As a RN I would have wanted to see the IV before it was d/c maybe it needed to be d/c maybe not, if not the patient got stuck again and charged for something unneeded.

Specializes in Cath/EP lab, CCU, Cardiac stepdown.

If you're worried about air embolism, I don't think it can happen like that, if I read your post correctly.

We prime prime the line to not actively instill air embolism (the pockets of air) into the bloodstream but if you say that the iv was actually dc'ed then that shouldn't be a problem.

I would imagine that if air embolism can travel into our bloodstream passively, then we would have issues from all sorts of small injuries.

Specializes in Emergency, Telemetry, Transplant.

I don't know that I'd call it a "major" source of infection (it depends on the pt and your definition of major). The risk of air getting into the vein and causing a problem is pretty low, but it could have been in the vein, but just clotted off--which would also prevent any air from getting in there.

I my mind, that IV did need to be discontinued. Again, not sure it is a major infection risk, but if it is open to air, you then flush it, you are now flushing pathogens into the blood stream (or subQ tissue, etc. if the if catheter is no longer in the vein. As a student, I would have reported it first to the RN (and if he/she did nothing, to the CI) and allow the RN to evaluate it, look at the site, etc. before d/c'ing it.

Specializes in Emergency Department.

While I doubt there was any risk of air embolism, it sounds like the set had been disconnected from the catheter hub for a while, given that there's dried blood all over. This leads me to think that the catheter has also clotted off and even if you'd connected a new primed extension set, you'd either not be able to clear the line or you'd blow some clots into circulation where they'd end up being filtered out by the lungs. I doubt the patient would even notice such a small embolus... but that's an issue that can be avoided altogether by d/c'ing the IV.

I'd say that you did the right thing.
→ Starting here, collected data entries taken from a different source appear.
//! Criterion baseline comparison for CI.
//!
//! Pipeline: [`loader`] reads two baselines from a Criterion result tree,
//! [`filter`] keeps the subject's benchmarks, [`compare`] classifies each
//! pair against a threshold, and [`report`] writes the JSON and Markdown
//! artifacts plus a console summary.

pub mod cli;
pub mod compare;
pub mod config;
pub mod error;
pub mod filter;
pub mod format;
pub mod loader;
pub mod logging;
pub mod model;
pub mod report;

pub use error::{CompareError, ErrorCode, Result, StructuredError};
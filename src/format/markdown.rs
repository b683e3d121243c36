//! Markdown rendering of a report, for posting as a PR comment.

use super::text::{format_ns_or_dash, format_number, format_pct};
use crate::model::{Comparison, Outcome, Report};

const CHANGE_TABLE_HEADER: [&str; 2] = [
    "| Benchmark | Base | PR | Change |",
    "|-----------|------|-----|--------|",
];

const FULL_TABLE_HEADER: [&str; 2] = [
    "| Benchmark | Base | PR | Change | Status |",
    "|-----------|------|-----|--------|--------|",
];

/// Status word for the header line.
#[must_use]
pub const fn status_label(report: &Report) -> &'static str {
    if report.has_regression { "FAIL" } else { "PASS" }
}

/// Render the full Markdown document.
#[must_use]
pub fn render_markdown(report: &Report) -> String {
    let mut lines: Vec<String> = vec![
        "## Benchmark Results".to_string(),
        format!(
            "**Threshold**: {}% | **Status**: {}",
            format_number(report.threshold),
            status_label(report)
        ),
        format!(
            "### Summary: {} benchmarks, {} regressions, {} improvements",
            report.total, report.regressions, report.improvements
        ),
        String::new(),
    ];

    push_change_table(&mut lines, "Regressions", report, Outcome::Regression);
    push_change_table(&mut lines, "Improvements", report, Outcome::Improvement);
    push_name_list(&mut lines, "New benchmarks", report, Outcome::New);
    push_name_list(&mut lines, "Removed benchmarks", report, Outcome::Removed);

    lines.push("<details>".to_string());
    lines.push("<summary>All Results</summary>".to_string());
    lines.push(String::new());
    lines.extend(FULL_TABLE_HEADER.iter().map(ToString::to_string));
    lines.extend(report.results.iter().map(full_row));
    lines.push(String::new());
    lines.push("</details>".to_string());
    lines.push(String::new());

    lines.join("\n")
}

fn push_change_table(lines: &mut Vec<String>, title: &str, report: &Report, status: Outcome) {
    let rows: Vec<&Comparison> = report.with_status(status).collect();
    if rows.is_empty() {
        return;
    }

    lines.push(format!("### {title}"));
    lines.push(String::new());
    lines.extend(CHANGE_TABLE_HEADER.iter().map(ToString::to_string));
    for row in rows {
        lines.push(format!(
            "| `{}` | {} | {} | {} |",
            row.benchmark,
            format_ns_or_dash(row.base_ns),
            format_ns_or_dash(row.pr_ns),
            change_cell(row)
        ));
    }
    lines.push(String::new());
}

fn push_name_list(lines: &mut Vec<String>, title: &str, report: &Report, status: Outcome) {
    let names: Vec<String> = report
        .with_status(status)
        .map(|row| format!("`{}`", row.benchmark))
        .collect();
    if names.is_empty() {
        return;
    }

    lines.push(format!("**{title}**: {}", names.join(", ")));
    lines.push(String::new());
}

fn full_row(row: &Comparison) -> String {
    format!(
        "| `{}` | {} | {} | {} | {} |",
        row.benchmark,
        format_ns_or_dash(row.base_ns),
        format_ns_or_dash(row.pr_ns),
        change_cell(row),
        row.status
    )
}

/// Signed percentage, or the status word when there is no percentage.
fn change_cell(row: &Comparison) -> String {
    row.pct_change
        .map_or_else(|| row.status.to_string(), format_pct)
}
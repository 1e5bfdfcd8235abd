//! Presentation layer.

pub mod flappy_scene;
pub mod layout;
pub mod scene;

pub use flappy_scene::TerminalView;
pub use scene::{BirdSprite, PipeRect, Scene};

use crate::game::SimulationState;

/// View side of the game. Reads simulation state, never mutates it.
pub trait Renderer {
    /// Produce a frame that fully replaces the previous one.
    fn draw(&mut self, state: &SimulationState);

    fn show_start_screen(&mut self);

    fn hide_start_screen(&mut self);

    /// Show the game-over overlay with the score frozen at the crash.
    fn show_game_over_screen(&mut self, score: u32);

    fn hide_game_over_screen(&mut self);
}
//! Per-tick simulation logic: physics, spawning, collision and scoring.

use super::types::{Bird, Pipe, SimulationState};
use crate::constants::{
    FIELD_HEIGHT, PIPE_GAP, PIPE_MAX_HEIGHT, PIPE_MIN_HEIGHT, PIPE_SPAWN_X, PIPE_WIDTH,
};
use rand::Rng;

impl SimulationState {
    /// Advance the simulation by one tick. Inert once the game is over.
    pub fn update<R: Rng>(&mut self, rng: &mut R) {
        if self.game_over {
            return;
        }

        // Semi-implicit Euler
        self.bird.velocity += self.gravity;
        self.bird.y += self.bird.velocity;

        // Compares the newest pipe's absolute x against the interval, not the
        // distance travelled since it spawned.
        let should_spawn = match self.pipes.last() {
            None => true,
            Some(last) => last.x < self.pipe_interval,
        };
        if should_spawn {
            self.add_pipe(rng);
        }

        for pipe in &mut self.pipes {
            pipe.x -= self.pipe_speed;
        }

        self.pipes.retain(|p| p.x > -p.width);

        if self.check_collision() {
            self.game_over = true;
            log::debug!("collision at score {}", self.score);
            return;
        }

        self.update_score();
    }

    /// Append a top/bottom pipe pair at the right edge with a random gap.
    pub fn add_pipe<R: Rng>(&mut self, rng: &mut R) {
        let height = rng.gen_range(PIPE_MIN_HEIGHT..=PIPE_MAX_HEIGHT) as f64;

        self.pipes.push(Pipe {
            x: PIPE_SPAWN_X,
            y: 0.0,
            width: PIPE_WIDTH,
            height,
            passed: false,
        });
        self.pipes.push(Pipe {
            x: PIPE_SPAWN_X,
            y: height + PIPE_GAP,
            width: PIPE_WIDTH,
            height: FIELD_HEIGHT - height - PIPE_GAP,
            passed: false,
        });

        log::debug!("spawned pipe pair with top height {}", height);
    }

    /// True if the bird is out of bounds or overlaps any pipe.
    pub fn check_collision(&self) -> bool {
        let bird = &self.bird;
        if bird.y < 0.0 || bird.y + bird.height > FIELD_HEIGHT {
            return true;
        }

        self.pipes.iter().any(|pipe| overlaps(bird, pipe))
    }

    /// Score every pipe whose right edge is now strictly left of the bird.
    ///
    /// Each pipe scores on its own, so a top/bottom pair is worth 2.
    pub fn update_score(&mut self) {
        let bird_x = self.bird.x;
        for pipe in &mut self.pipes {
            if !pipe.passed && pipe.right() < bird_x {
                pipe.passed = true;
                self.score += 1;
            }
        }
    }

    /// Reset velocity to the jump strength. No-op once the game is over.
    pub fn jump(&mut self) {
        if !self.game_over {
            self.bird.velocity = self.jump_strength;
        }
    }

    /// Start a new episode in place. Tunables are kept.
    pub fn reset(&mut self) {
        self.score = 0;
        self.bird = Bird::new();
        self.pipes.clear();
        self.game_over = false;
    }
}

/// Strict axis-aligned overlap; touching edges do not collide.
fn overlaps(bird: &Bird, pipe: &Pipe) -> bool {
    bird.x < pipe.x + pipe.width
        && bird.x + bird.width > pipe.x
        && bird.y < pipe.y + pipe.height
        && bird.y + bird.height > pipe.y
}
Would it have been nice for the RN to see it before you did? Sure. Would it have been necessary? Probably not.

In any event, since the cleanliness and sterility of the line was now quite suspect, it went from a 72-96 hour replacement interval to 24 hours (or less). At that point, it would have needed to be removed shortly anyway. I would have to say that you did a good job and good thing by removing sufficient tape to be able to visualize the site and verify that the extension set was still attached to the catheter hub. It wouldn't have been good for you to have flushed the line only to have the patient complain that there was now a lot of cool liquid sloshing around or you to discover saline running down an arm...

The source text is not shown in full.